Material provided:
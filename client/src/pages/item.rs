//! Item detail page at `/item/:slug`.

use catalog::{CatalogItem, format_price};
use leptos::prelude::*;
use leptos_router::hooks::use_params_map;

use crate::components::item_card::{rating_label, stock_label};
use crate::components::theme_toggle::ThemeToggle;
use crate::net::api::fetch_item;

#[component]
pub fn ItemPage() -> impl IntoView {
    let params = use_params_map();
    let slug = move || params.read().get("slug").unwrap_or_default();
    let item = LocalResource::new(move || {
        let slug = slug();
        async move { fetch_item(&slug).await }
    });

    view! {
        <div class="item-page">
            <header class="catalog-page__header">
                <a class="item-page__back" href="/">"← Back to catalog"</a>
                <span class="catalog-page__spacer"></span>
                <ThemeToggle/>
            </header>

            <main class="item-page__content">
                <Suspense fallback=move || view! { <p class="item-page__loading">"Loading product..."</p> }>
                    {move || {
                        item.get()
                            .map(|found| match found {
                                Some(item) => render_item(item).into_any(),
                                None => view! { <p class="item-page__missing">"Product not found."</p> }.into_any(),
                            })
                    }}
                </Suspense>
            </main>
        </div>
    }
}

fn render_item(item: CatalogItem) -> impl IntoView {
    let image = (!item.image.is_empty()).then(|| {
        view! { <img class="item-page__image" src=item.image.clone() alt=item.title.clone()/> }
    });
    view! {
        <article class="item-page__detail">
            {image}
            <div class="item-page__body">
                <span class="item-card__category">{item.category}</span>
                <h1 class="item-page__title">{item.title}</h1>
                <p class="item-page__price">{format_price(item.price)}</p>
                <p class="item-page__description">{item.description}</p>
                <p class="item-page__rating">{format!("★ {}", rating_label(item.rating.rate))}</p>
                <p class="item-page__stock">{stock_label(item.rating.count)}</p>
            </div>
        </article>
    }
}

What to produce:
From the entries above, show each line that includes the string "image".

Answer for the task:
    let image = (!item.image.is_empty()).then(|| {
        view! { <img class="item-page__image" src=item.image.clone() alt=item.title.clone()/> }
            {image}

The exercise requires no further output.